Honestly, I am still getting used to Slack but it bares being recommended for this. You can easily add your sub-contractors to a conversation and talk about the project instead of moving from iMessages, gChat, and Facebook Messages. Keep it all in one chat so you can cut down miscommunication, emails and such. Plus, Slack was made for this!
When it comes to making legal agreements quickly as a freelancer, I recommend using the Shake App. This was made for freelance contracts and all the legal mumbo jumbo. You can make payment and deliverable contracts via the app so you and your sub-contractors can sign it. BUT, I am not a lawyer, and shame on you for taking this advice before first consulting your attorney.

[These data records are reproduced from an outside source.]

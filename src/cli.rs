//! CLI argument parsing via clap.

use crate::build_info;
use clap::{Parser, Subcommand};
use std::path::PathBuf;

/// Bridge a document host to protocol clients and chat models.
#[derive(Debug, Parser)]
#[command(name = "docbridge", version = build_info::VERSION, long_version = build_info::LONG_VERSION)]
pub struct Args {
    /// Path to config file (default: ./docbridge.toml or ~/.config/docbridge/docbridge.toml).
    #[arg(short = 'c', long = "config", global = true)]
    pub config: Option<PathBuf>,

    /// Override the listen address (host:port).
    #[arg(long = "bind", global = true)]
    pub bind: Option<String>,

    #[command(subcommand)]
    pub command: Option<Command>,
}

#[derive(Debug, Clone, PartialEq, Eq, Subcommand)]
pub enum Command {
    /// Run the JSON-RPC server (default).
    Serve,
    /// Run one chat turn against the configured model, with tools.
    Chat {
        /// Prompt words; joined with spaces.
        #[arg(required = true, num_args = 1..)]
        prompt: Vec<String>,
    },
}

impl Args {
    pub fn command(&self) -> Command {
        self.command.clone().unwrap_or(Command::Serve)
    }
}
//! Chat event plumbing.
//!
//! The engine reports progress to an optional unbounded sink so a UI (or the
//! CLI printer) can render streamed text without blocking the loop.

use super::ConversationEngine;
use crate::bridge::ToolStatus;
use tokio::sync::mpsc;

/// Live events emitted while a turn runs.
#[derive(Debug, Clone, PartialEq)]
pub enum ChatEvent {
    TextDelta {
        text: String,
    },
    ReasoningDelta {
        text: String,
    },
    ToolCallStarted {
        name: String,
        arguments: String,
    },
    ToolCallFinished {
        name: String,
        /// `None` when the call never produced a tool result (busy, timeout).
        status: Option<ToolStatus>,
        result: String,
    },
    Compacted {
        removed_messages: usize,
    },
    Done {
        content: String,
    },
    /// The turn was cancelled by the caller.
    Stopped,
    Error {
        message: String,
    },
}

impl ConversationEngine {
    /// Route live events to `sink`. Pass `None` to stop forwarding.
    pub fn set_event_sink(&mut self, sink: Option<mpsc::UnboundedSender<ChatEvent>>) {
        self.event_sink = sink;
    }

    pub(super) fn emit(&self, event: ChatEvent) {
        if let Some(sink) = &self.event_sink {
            // Receiver gone means nobody is watching; keep running.
            let _ = sink.send(event);
        }
    }
}
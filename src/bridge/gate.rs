//! Capacity-1 execution gate.
//!
//! Only one tool invocation may be in flight on the controller thread. A
//! second caller waits up to its budget and then gets [`GateBusy`], which the
//! protocol layer reports as a retryable "server busy" error.

use crate::error::GateBusy;
use std::sync::Arc;
use std::time::{Duration, Instant};
use tokio::sync::{OwnedSemaphorePermit, Semaphore};
use tracing::{debug, warn};

/// Single-permit semaphore shared by every tool caller.
#[derive(Clone)]
pub struct ExecutionGate {
    permit: Arc<Semaphore>,
}

impl Default for ExecutionGate {
    fn default() -> Self {
        Self::new()
    }
}

impl ExecutionGate {
    pub fn new() -> Self {
        Self {
            permit: Arc::new(Semaphore::new(1)),
        }
    }

    /// Acquire the permit, waiting no longer than `wait`.
    pub async fn acquire(&self, wait: Duration) -> Result<GatePermit, GateBusy> {
        match tokio::time::timeout(wait, self.permit.clone().acquire_owned()).await {
            Ok(Ok(permit)) => Ok(GatePermit::new(permit)),
            // The semaphore is never closed; treat it as busy all the same.
            Ok(Err(_)) | Err(_) => {
                warn!(?wait, "execution gate busy");
                Err(GateBusy { waited: wait })
            }
        }
    }

    /// Take the permit only if it is free right now.
    pub fn try_acquire(&self) -> Option<GatePermit> {
        self.permit
            .clone()
            .try_acquire_owned()
            .ok()
            .map(GatePermit::new)
    }

    pub fn is_busy(&self) -> bool {
        self.permit.available_permits() == 0
    }
}

/// Held while a tool runs. Dropping it reopens the gate.
pub struct GatePermit {
    _permit: OwnedSemaphorePermit,
    acquired_at: Instant,
}

impl GatePermit {
    fn new(permit: OwnedSemaphorePermit) -> Self {
        Self {
            _permit: permit,
            acquired_at: Instant::now(),
        }
    }

    pub fn held_for(&self) -> Duration {
        self.acquired_at.elapsed()
    }
}

impl Drop for GatePermit {
    fn drop(&mut self) {
        debug!(held_ms = self.held_for().as_millis() as u64, "execution gate released");
    }
}

#[cfg(test)]
mod tests {
    use super::*;
    use std::sync::atomic::{AtomicUsize, Ordering};

    #[tokio::test]
    async fn second_acquire_fails_busy_within_wait() {
        let gate = ExecutionGate::new();
        let _held = gate.acquire(Duration::from_millis(10)).await.unwrap();
        assert!(gate.is_busy());

        let started = Instant::now();
        let busy = gate.acquire(Duration::from_millis(50)).await.err().unwrap();
        assert_eq!(busy.waited, Duration::from_millis(50));
        assert!(started.elapsed() >= Duration::from_millis(50));
        assert!(started.elapsed() < Duration::from_secs(1));
    }

    #[tokio::test]
    async fn drop_releases_permit() {
        let gate = ExecutionGate::new();
        {
            let _permit = gate.try_acquire().unwrap();
            assert!(gate.try_acquire().is_none());
        }
        assert!(!gate.is_busy());
        assert!(gate.try_acquire().is_some());
    }

    #[tokio::test]
    async fn waiter_gets_permit_after_release() {
        let gate = ExecutionGate::new();
        let held = gate.acquire(Duration::from_millis(10)).await.unwrap();
        let waiter = {
            let gate = gate.clone();
            tokio::spawn(async move { gate.acquire(Duration::from_secs(2)).await.is_ok() })
        };
        tokio::time::sleep(Duration::from_millis(30)).await;
        drop(held);
        assert!(waiter.await.unwrap());
    }

    #[tokio::test(flavor = "multi_thread", worker_threads = 4)]
    async fn holders_never_overlap() {
        let gate = ExecutionGate::new();
        let inside = Arc::new(AtomicUsize::new(0));
        let max_seen = Arc::new(AtomicUsize::new(0));

        let mut tasks = Vec::new();
        for _ in 0..8 {
            let gate = gate.clone();
            let inside = Arc::clone(&inside);
            let max_seen = Arc::clone(&max_seen);
            tasks.push(tokio::spawn(async move {
                let _permit = gate.acquire(Duration::from_secs(5)).await.unwrap();
                let now = inside.fetch_add(1, Ordering::SeqCst) + 1;
                max_seen.fetch_max(now, Ordering::SeqCst);
                tokio::time::sleep(Duration::from_millis(5)).await;
                inside.fetch_sub(1, Ordering::SeqCst);
            }));
        }
        for task in tasks {
            task.await.unwrap();
        }
        assert_eq!(max_seen.load(Ordering::SeqCst), 1);
    }
}
//! Data model for OpenAI-compatible streaming chat.
//!
//! These types serialize directly to the JSON payloads of
//! `POST /chat/completions` with `stream: true`, plus the per-chunk shape the
//! conversation engine consumes.

use serde::{Deserialize, Serialize};
use serde_json::Value;

// ---------------------------------------------------------------------------
// Message roles
// ---------------------------------------------------------------------------

/// Conversation participant role.
#[derive(Debug, Clone, Copy, Serialize, Deserialize, PartialEq, Eq)]
#[serde(rename_all = "lowercase")]
pub enum Role {
    System,
    User,
    Assistant,
    Tool,
}

// ---------------------------------------------------------------------------
// Messages
// ---------------------------------------------------------------------------

/// A single message in the conversation history.
#[derive(Debug, Clone, PartialEq, Serialize, Deserialize)]
pub struct Message {
    pub role: Role,

    /// Text content. Null when the assistant message is purely tool calls.
    pub content: Option<String>,

    #[serde(skip_serializing_if = "Option::is_none")]
    pub tool_calls: Option<Vec<ToolCall>>,

    /// When role == Tool, the id of the tool call this result answers.
    #[serde(skip_serializing_if = "Option::is_none")]
    pub tool_call_id: Option<String>,

}

impl Message {
    fn with_role(role: Role, content: Option<String>) -> Self {
        Self {
            role,
            content,
            tool_calls: None,
            tool_call_id: None,
        }
    }

    pub fn system(content: impl Into<String>) -> Self {
        Self::with_role(Role::System, Some(content.into()))
    }

    pub fn user(content: impl Into<String>) -> Self {
        Self::with_role(Role::User, Some(content.into()))
    }

    /// Assistant turn with optional text and tool calls.
    pub fn assistant(content: Option<String>, tool_calls: Vec<ToolCall>) -> Self {
        let mut message = Self::with_role(Role::Assistant, content);
        if !tool_calls.is_empty() {
            message.tool_calls = Some(tool_calls);
        }
        message
    }

    /// Tool result message, sent back after executing a tool call.
    pub fn tool_result(tool_call_id: impl Into<String>, content: impl Into<String>) -> Self {
        let mut message = Self::with_role(Role::Tool, Some(content.into()));
        message.tool_call_id = Some(tool_call_id.into());
        message
    }

    /// True when the assistant requested at least one tool call.
    pub fn has_tool_calls(&self) -> bool {
        self.tool_calls.as_ref().is_some_and(|calls| !calls.is_empty())
    }

    /// Rough size used for history budgeting: content plus tool arguments.
    pub fn size_hint(&self) -> usize {
        let content = self.content.as_deref().map_or(0, str::len);
        let calls = self.tool_calls.as_ref().map_or(0, |calls| {
            calls
                .iter()
                .map(|call| call.function.name.len() + call.function.arguments.len())
                .sum()
        });
        content + calls
    }
}

// ---------------------------------------------------------------------------
// Tool calls (in assistant responses)
// ---------------------------------------------------------------------------

/// A tool invocation requested by the model.
#[derive(Debug, Clone, PartialEq, Serialize, Deserialize)]
pub struct ToolCall {
    pub id: String,
    #[serde(rename = "type")]
    pub call_type: String, // "function"
    pub function: FunctionCall,
}

/// The function name and JSON-encoded arguments within a tool call.
#[derive(Debug, Clone, PartialEq, Serialize, Deserialize)]
pub struct FunctionCall {
    pub name: String,
    /// JSON-encoded arguments object, reassembled from streamed shards.
    pub arguments: String,
}

// ---------------------------------------------------------------------------
// Tool definitions (sent in requests)
// ---------------------------------------------------------------------------

/// Tool definition included in the model request.
#[derive(Debug, Clone, Serialize, Deserialize)]
pub struct ToolDefinition {
    #[serde(rename = "type")]
    pub tool_type: String, // "function"
    pub function: FunctionDefinition,
}

/// The schema of a callable function.
#[derive(Debug, Clone, Serialize, Deserialize)]
pub struct FunctionDefinition {
    pub name: String,
    pub description: String,
    /// JSON Schema object describing the parameters.
    pub parameters: Value,
}

// ---------------------------------------------------------------------------
// Streaming request / chunk
// ---------------------------------------------------------------------------

/// Request body for streaming `POST /chat/completions`.
#[derive(Debug, Clone, Serialize)]
pub struct ChatRequest {
    pub model: String,
    pub messages: Vec<Message>,

    #[serde(skip_serializing_if = "Option::is_none")]
    pub tools: Option<Vec<ToolDefinition>>,

    #[serde(skip_serializing_if = "Option::is_none")]
    pub temperature: Option<f64>,

    pub stream: bool,
}

/// One unit of a model stream, already parsed from the wire.
#[derive(Debug, Clone, Default, PartialEq)]
pub struct StreamChunk {
    /// Visible text carried by this chunk, for live display.
    pub text_delta: Option<String>,
    /// Reasoning/thinking text carried by this chunk.
    pub reasoning_delta: Option<String>,
    /// The provider's raw `delta` object, merged by the accumulator.
    pub raw_delta: Value,
    pub finish_reason: Option<String>,
}

impl StreamChunk {
    /// Build a chunk from a provider `delta` object, extracting display text.
    pub fn from_delta(raw_delta: Value, finish_reason: Option<String>) -> Self {
        let text_delta = raw_delta
            .get("content")
            .and_then(Value::as_str)
            .filter(|text| !text.is_empty())
            .map(str::to_string);
        let reasoning_delta = ["reasoning_content", "reasoning"]
            .iter()
            .find_map(|key| raw_delta.get(*key).and_then(Value::as_str))
            .filter(|text| !text.is_empty())
            .map(str::to_string);
        Self {
            text_delta,
            reasoning_delta,
            raw_delta,
            finish_reason,
        }
    }
}

// ---------------------------------------------------------------------------
// Tests
// ---------------------------------------------------------------------------
//! Conversation history compaction.
//!
//! When the history grows past the configured size, everything except system
//! turns and the most recent messages is collapsed into one system summary
//! built from short previews.

use crate::types::{Message, Role};

const MAX_COMPACT_SUMMARY_LINES: usize = 24;
pub(super) const COMPACT_SUMMARY_PREFIX: &str = "[docbridge compact summary]";

/// Details about one history-compaction operation.
#[derive(Debug, Clone, PartialEq, Eq)]
pub struct HistoryCompactionReport {
    pub size_before: usize,
    pub size_after: usize,
    pub removed_messages: usize,
}

/// Characters of content plus tool-call names and arguments.
pub fn history_size(messages: &[Message]) -> usize {
    messages.iter().map(Message::size_hint).sum()
}

/// Compact `messages` in place when their size exceeds `threshold`.
///
/// The result is: every older system turn, one summary, then the recent
/// window. The window holds the last `keep_recent` messages, widened backward
/// so it never starts with a tool result cut off from its assistant call.
pub fn compact_history(
    messages: &mut Vec<Message>,
    threshold: usize,
    keep_recent: usize,
) -> Option<HistoryCompactionReport> {
    let size_before = history_size(messages);
    if threshold == 0 || size_before <= threshold {
        return None;
    }

    let mut split = messages.len().saturating_sub(keep_recent);
    while split > 0 && messages[split..].first().is_some_and(|m| m.role == Role::Tool) {
        split -= 1;
    }

    let mut previous_summary = None;
    let mut removed = 0usize;
    let mut lines = Vec::new();
    for message in &messages[..split] {
        if is_compact_summary_message(message) {
            previous_summary = message.content.clone();
        } else if message.role != Role::System {
            removed += 1;
            if lines.len() < MAX_COMPACT_SUMMARY_LINES {
                lines.extend(compact_message_line(message));
            }
        }
    }
    if removed == 0 {
        return None;
    }

    let summary = build_compact_summary(previous_summary.as_deref(), &lines, removed);
    let recent = messages.split_off(split);
    let older = std::mem::take(messages);
    messages.extend(
        older
            .into_iter()
            .filter(|m| m.role == Role::System && !is_compact_summary_message(m)),
    );
    messages.push(Message::system(summary));
    messages.extend(recent);

    Some(HistoryCompactionReport {
        size_before,
        size_after: history_size(messages),
        removed_messages: removed,
    })
}

pub(super) fn is_compact_summary_message(message: &Message) -> bool {
    message.role == Role::System
        && message
            .content
            .as_deref()
            .is_some_and(|text| text.starts_with(COMPACT_SUMMARY_PREFIX))
}

fn build_compact_summary(previous_summary: Option<&str>, lines: &[String], removed: usize) -> String {
    let mut out = vec![
        COMPACT_SUMMARY_PREFIX.to_string(),
        "Older turns were compacted to preserve room for newer context.".to_string(),
    ];

    if let Some(previous) = previous_summary.and_then(compact_summary_body) {
        out.push(format!("Previously compacted summary: {previous}"));
    }
    out.extend(lines.iter().cloned());
    if removed > lines.len() {
        out.push(format!(
            "... {} additional compacted message(s) omitted",
            removed - lines.len()
        ));
    }
    out.join("\n")
}

fn compact_summary_body(summary: &str) -> Option<String> {
    let mut lines = summary.lines();
    if lines.next()?.trim() != COMPACT_SUMMARY_PREFIX {
        return None;
    }
    let body = lines.collect::<Vec<_>>().join(" ");
    let body = body.trim();
    (!body.is_empty()).then(|| truncate_summary_preview(body))
}

fn compact_message_line(message: &Message) -> Option<String> {
    match message.role {
        Role::System => None,
        Role::User => message
            .content
            .as_deref()
            .map(|text| format!("user: {}", truncate_summary_preview(text))),
        Role::Assistant => {
            let mut parts = Vec::new();
            if let Some(content) = message.content.as_deref().map(str::trim) {
                if !content.is_empty() {
                    parts.push(format!("assistant: {}", truncate_summary_preview(content)));
                }
            }
            if let Some(tool_calls) = &message.tool_calls {
                let names = tool_calls
                    .iter()
                    .map(|call| call.function.name.as_str())
                    .collect::<Vec<_>>();
                if !names.is_empty() {
                    parts.push(format!(
                        "assistant tools: {}",
                        truncate_summary_preview(&names.join(", "))
                    ));
                }
            }
            (!parts.is_empty()).then(|| parts.join(" | "))
        }
        Role::Tool => {
            let id = message.tool_call_id.as_deref().unwrap_or("<unknown>");
            let content = message.content.as_deref().unwrap_or("");
            Some(format!("tool ({id}): {}", truncate_summary_preview(content)))
        }
    }
}

fn truncate_summary_preview(text: &str) -> String {
    const MAX_PREVIEW_CHARS: usize = 180;
    let trimmed = text.trim();
    if trimmed.chars().count() <= MAX_PREVIEW_CHARS {
        return trimmed.to_string();
    }
    let prefix = trimmed
        .chars()
        .take(MAX_PREVIEW_CHARS.saturating_sub(3))
        .collect::<String>();
    format!("{prefix}...")
}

A pair of really nice ear buds
You’ll likely start to fill the “Account executive” role with your clients. From taking meetings to corresponding between client and sub-contractors. You will be on the phone a bit more, and you will quickly get sick of holding your phone to your ear. I have the Apple earbuds with the microphone on it so I can easily talk while I do other work. I also own a bluetooth Jawbone but I find it just isn’t cool to use in public anymore. #WrongGeneration
You shouldn’t fear growth as a freelancer. This article hopefully has shown that you can easily scale if you want to. Remember, there are always freelancers in your area looking for more work, you can help them get it!
The last bit of advice I will give before I leave you to your day, is that freelancing is still volatile. If you had a sure thing, you would already be turning it into an agency and employing your sub-contractors. Remember this, and be diligent to not jump into agency creation prematurely. I obviously have never created an agency so I can’t give advice from that end, but I know for a fact that I desperately want to create one but know that my influx of work this month will likely follow with a dramatic wane next month. That can’t happen when you have employee’s livelihoods depending on it.
So test it out this week, give some freelance work to a friend and feel how awesome it is to make a form of passive income that gives you more free time to generate more new business.